▶ _PROBLEM_
The answer required is how many lines of the following entries contain the word "equality", with no other words.
........
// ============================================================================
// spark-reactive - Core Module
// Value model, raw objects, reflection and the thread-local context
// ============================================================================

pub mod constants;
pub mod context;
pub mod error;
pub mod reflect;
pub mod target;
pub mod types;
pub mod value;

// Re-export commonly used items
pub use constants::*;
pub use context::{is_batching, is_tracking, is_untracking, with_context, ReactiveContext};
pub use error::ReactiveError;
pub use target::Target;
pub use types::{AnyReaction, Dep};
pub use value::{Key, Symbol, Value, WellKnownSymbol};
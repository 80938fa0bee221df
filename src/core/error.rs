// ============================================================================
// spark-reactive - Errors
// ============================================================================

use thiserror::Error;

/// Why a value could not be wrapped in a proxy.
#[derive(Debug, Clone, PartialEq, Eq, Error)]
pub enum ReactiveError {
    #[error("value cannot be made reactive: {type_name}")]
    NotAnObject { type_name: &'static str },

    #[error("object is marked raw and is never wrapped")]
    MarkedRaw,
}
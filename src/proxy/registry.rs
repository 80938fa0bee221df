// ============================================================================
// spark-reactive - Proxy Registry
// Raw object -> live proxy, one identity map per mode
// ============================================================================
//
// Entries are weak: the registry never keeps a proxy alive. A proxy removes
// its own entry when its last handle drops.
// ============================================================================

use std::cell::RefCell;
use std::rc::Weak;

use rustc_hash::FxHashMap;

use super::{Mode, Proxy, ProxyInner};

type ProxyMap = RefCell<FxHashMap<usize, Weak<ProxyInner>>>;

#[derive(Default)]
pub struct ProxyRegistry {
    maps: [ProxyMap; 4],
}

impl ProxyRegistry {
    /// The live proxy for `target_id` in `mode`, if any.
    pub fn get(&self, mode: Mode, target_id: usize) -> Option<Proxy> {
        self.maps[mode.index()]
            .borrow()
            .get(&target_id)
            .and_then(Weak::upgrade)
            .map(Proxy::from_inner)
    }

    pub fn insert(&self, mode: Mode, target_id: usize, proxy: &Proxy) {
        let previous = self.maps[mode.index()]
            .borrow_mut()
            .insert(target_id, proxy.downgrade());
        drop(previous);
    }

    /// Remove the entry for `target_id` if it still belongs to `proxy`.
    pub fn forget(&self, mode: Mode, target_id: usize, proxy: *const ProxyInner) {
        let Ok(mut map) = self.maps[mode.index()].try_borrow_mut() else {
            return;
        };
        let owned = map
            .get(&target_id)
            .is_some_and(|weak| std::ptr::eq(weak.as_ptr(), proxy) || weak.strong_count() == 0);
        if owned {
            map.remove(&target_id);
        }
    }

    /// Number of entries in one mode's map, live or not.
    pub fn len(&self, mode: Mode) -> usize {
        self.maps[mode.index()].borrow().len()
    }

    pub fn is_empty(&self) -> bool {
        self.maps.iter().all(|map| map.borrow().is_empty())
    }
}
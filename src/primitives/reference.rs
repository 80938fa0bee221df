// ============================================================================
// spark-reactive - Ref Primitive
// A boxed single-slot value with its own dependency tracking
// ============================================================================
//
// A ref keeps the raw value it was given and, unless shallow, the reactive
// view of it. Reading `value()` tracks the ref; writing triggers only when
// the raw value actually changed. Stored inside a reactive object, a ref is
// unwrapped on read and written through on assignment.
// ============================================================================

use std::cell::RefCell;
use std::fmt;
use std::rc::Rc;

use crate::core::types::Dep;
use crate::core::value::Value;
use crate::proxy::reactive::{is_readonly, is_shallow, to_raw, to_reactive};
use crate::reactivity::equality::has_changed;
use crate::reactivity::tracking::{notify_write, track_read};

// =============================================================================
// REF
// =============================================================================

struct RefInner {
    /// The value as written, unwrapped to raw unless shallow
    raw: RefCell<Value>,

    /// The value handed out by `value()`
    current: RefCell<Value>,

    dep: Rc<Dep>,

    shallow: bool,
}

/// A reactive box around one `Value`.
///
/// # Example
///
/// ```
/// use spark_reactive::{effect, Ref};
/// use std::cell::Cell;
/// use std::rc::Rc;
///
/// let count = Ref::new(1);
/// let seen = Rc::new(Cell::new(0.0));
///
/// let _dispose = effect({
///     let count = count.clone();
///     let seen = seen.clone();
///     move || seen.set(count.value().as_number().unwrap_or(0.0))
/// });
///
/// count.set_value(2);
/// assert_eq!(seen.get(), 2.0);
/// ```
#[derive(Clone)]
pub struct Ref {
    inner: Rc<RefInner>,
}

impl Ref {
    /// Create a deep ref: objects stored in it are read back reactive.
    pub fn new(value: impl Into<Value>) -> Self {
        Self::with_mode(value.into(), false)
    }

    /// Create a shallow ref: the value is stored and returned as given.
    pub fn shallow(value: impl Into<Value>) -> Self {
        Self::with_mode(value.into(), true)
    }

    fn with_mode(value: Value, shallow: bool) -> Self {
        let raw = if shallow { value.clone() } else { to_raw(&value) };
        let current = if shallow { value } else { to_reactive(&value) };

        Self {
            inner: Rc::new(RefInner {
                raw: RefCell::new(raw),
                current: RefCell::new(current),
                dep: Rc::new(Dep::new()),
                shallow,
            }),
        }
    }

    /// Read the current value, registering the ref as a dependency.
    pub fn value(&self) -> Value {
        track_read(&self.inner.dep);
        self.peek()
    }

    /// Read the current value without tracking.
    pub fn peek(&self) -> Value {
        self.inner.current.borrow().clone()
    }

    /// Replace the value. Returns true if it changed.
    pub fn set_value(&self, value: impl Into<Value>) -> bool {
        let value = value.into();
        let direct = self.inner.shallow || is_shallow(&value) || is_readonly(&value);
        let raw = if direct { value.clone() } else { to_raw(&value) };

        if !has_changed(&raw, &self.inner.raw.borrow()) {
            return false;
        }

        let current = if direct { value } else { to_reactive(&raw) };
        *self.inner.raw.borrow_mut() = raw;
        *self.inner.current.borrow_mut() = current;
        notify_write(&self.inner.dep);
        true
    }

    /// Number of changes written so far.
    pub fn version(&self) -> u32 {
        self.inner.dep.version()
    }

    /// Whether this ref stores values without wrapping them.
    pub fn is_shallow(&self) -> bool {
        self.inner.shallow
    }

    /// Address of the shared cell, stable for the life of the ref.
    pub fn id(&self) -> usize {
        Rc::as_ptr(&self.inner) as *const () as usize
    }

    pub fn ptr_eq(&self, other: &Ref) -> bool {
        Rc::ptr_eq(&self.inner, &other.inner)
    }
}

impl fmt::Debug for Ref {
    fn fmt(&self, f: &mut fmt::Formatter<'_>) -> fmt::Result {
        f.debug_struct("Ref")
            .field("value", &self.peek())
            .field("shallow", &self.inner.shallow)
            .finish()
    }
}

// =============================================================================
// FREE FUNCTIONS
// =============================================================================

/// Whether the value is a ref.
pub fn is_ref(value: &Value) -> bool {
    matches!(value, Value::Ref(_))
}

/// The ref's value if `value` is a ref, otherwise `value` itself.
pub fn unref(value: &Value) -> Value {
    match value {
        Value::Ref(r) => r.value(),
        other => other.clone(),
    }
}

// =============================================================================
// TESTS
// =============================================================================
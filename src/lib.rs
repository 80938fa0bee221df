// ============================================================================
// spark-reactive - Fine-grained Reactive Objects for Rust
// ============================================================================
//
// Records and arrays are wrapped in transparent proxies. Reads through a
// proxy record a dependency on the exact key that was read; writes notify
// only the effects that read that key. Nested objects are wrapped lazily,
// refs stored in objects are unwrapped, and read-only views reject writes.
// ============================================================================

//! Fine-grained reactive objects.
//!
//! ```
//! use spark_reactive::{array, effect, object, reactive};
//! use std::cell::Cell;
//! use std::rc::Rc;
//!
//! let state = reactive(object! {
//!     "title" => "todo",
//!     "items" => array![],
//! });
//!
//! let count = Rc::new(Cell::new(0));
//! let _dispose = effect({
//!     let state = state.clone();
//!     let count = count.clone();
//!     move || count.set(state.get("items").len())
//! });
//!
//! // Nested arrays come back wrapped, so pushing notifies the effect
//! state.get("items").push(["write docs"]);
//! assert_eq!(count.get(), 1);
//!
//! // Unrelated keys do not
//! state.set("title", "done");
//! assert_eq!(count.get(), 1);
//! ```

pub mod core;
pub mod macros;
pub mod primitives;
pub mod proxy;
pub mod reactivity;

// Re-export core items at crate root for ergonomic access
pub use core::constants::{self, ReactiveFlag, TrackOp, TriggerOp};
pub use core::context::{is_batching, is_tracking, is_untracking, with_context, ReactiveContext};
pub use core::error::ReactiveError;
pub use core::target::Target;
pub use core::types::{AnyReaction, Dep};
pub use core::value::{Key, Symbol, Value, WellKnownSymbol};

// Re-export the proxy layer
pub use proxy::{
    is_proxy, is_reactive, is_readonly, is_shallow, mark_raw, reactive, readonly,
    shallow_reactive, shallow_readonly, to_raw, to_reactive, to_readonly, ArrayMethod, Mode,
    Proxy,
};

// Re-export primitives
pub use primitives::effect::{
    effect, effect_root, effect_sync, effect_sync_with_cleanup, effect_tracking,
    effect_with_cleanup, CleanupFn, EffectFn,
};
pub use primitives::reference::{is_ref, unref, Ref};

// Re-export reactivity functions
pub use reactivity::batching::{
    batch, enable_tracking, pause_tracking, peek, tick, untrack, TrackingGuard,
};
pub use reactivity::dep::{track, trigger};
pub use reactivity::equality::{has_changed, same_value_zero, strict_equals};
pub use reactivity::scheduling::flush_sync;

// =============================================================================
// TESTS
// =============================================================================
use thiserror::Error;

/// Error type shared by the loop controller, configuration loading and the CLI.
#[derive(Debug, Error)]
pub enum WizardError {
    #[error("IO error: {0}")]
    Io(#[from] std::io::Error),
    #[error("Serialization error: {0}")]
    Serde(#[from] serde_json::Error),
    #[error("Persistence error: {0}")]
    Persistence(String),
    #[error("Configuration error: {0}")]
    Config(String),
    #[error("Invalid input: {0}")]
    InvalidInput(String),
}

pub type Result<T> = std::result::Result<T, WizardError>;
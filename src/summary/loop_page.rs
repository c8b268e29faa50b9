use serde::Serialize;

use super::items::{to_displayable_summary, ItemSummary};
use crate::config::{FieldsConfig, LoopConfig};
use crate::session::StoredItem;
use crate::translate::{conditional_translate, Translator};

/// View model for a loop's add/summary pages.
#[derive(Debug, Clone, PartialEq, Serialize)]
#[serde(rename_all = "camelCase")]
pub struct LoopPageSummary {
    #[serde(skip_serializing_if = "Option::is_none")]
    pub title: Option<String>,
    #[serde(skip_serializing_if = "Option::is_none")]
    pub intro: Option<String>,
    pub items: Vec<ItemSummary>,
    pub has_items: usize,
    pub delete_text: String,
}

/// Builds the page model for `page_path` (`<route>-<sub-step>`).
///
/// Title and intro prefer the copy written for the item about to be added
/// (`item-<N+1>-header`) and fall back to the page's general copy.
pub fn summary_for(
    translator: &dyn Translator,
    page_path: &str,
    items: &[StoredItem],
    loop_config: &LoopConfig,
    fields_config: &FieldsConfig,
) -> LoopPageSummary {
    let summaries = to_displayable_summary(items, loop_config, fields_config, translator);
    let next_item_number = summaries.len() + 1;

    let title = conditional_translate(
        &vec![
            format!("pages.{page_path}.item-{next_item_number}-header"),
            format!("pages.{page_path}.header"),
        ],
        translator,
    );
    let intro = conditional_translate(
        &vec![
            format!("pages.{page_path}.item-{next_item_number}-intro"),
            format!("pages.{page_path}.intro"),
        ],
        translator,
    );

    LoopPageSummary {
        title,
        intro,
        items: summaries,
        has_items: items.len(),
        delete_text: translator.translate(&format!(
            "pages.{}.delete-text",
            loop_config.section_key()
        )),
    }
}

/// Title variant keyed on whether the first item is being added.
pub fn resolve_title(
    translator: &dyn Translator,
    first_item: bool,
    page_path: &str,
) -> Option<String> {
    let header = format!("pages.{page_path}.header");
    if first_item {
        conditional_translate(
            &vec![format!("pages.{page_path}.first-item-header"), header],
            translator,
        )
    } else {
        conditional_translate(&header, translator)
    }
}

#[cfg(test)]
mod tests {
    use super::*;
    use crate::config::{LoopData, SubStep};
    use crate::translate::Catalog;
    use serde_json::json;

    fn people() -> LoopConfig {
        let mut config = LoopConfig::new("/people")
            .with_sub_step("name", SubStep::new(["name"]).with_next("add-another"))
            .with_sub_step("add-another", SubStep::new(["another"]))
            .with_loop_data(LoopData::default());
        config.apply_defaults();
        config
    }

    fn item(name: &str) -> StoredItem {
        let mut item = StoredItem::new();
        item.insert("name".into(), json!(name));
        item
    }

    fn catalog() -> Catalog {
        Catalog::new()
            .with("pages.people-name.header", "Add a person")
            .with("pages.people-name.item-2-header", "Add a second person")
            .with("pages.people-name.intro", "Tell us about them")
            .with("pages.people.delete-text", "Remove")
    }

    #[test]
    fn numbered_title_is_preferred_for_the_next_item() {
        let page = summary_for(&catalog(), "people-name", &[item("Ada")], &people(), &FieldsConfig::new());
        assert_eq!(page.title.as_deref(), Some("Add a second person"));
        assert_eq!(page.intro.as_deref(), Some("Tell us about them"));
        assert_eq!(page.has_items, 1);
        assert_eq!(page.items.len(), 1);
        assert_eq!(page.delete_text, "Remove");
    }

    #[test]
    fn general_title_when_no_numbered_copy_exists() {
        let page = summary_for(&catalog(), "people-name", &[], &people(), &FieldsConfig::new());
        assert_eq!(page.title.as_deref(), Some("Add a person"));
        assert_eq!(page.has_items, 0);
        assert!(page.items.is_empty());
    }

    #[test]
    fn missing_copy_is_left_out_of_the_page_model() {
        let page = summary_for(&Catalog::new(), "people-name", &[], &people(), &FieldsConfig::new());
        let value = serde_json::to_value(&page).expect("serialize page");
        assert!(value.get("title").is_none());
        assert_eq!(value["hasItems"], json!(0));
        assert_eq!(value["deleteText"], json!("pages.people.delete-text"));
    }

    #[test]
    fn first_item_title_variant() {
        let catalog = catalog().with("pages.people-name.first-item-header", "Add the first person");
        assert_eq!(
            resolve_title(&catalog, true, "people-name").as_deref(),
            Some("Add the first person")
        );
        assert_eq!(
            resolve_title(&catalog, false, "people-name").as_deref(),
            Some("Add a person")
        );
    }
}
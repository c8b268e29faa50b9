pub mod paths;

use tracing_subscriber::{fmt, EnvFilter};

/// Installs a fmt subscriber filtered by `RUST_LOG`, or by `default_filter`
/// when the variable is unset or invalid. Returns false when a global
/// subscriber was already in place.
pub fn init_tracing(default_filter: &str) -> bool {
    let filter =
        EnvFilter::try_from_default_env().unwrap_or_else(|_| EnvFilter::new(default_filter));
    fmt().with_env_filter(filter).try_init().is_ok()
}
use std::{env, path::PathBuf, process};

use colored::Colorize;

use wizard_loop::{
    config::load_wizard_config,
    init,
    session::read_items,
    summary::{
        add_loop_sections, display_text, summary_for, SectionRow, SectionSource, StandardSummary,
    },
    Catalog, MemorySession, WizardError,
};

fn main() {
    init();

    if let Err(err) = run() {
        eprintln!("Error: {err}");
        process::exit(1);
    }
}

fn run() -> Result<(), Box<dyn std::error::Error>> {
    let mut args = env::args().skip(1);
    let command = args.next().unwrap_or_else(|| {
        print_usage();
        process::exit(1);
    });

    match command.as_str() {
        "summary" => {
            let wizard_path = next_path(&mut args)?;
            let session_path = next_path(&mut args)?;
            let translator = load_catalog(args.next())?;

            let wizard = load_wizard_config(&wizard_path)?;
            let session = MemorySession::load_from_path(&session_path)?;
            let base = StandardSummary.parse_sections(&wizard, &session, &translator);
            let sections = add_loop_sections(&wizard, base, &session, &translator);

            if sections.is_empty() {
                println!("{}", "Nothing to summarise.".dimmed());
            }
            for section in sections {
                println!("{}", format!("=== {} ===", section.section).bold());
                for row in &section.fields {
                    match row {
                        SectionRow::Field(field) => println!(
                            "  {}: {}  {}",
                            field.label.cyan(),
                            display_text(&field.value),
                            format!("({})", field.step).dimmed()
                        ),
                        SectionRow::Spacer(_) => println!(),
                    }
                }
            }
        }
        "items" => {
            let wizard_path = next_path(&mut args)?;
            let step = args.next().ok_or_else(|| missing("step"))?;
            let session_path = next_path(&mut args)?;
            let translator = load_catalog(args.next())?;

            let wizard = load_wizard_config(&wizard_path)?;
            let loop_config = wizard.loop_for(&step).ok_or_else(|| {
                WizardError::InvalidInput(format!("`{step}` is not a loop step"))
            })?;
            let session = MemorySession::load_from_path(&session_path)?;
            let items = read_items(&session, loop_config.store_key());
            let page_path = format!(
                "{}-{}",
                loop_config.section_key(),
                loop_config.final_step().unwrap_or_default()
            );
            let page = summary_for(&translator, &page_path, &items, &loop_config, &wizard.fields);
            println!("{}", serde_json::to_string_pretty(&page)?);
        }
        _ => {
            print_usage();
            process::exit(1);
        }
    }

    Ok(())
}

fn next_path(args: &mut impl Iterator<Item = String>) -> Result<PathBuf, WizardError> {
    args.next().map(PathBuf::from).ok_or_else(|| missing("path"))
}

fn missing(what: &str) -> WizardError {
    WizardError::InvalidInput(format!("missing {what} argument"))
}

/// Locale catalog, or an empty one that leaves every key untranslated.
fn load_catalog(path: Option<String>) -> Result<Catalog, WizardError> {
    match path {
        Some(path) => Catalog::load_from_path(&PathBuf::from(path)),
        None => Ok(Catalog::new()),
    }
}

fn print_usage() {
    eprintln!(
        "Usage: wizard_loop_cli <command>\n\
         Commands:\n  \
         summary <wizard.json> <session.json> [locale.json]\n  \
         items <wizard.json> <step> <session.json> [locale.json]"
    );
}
........
▶ _RESPONSE BOX_
2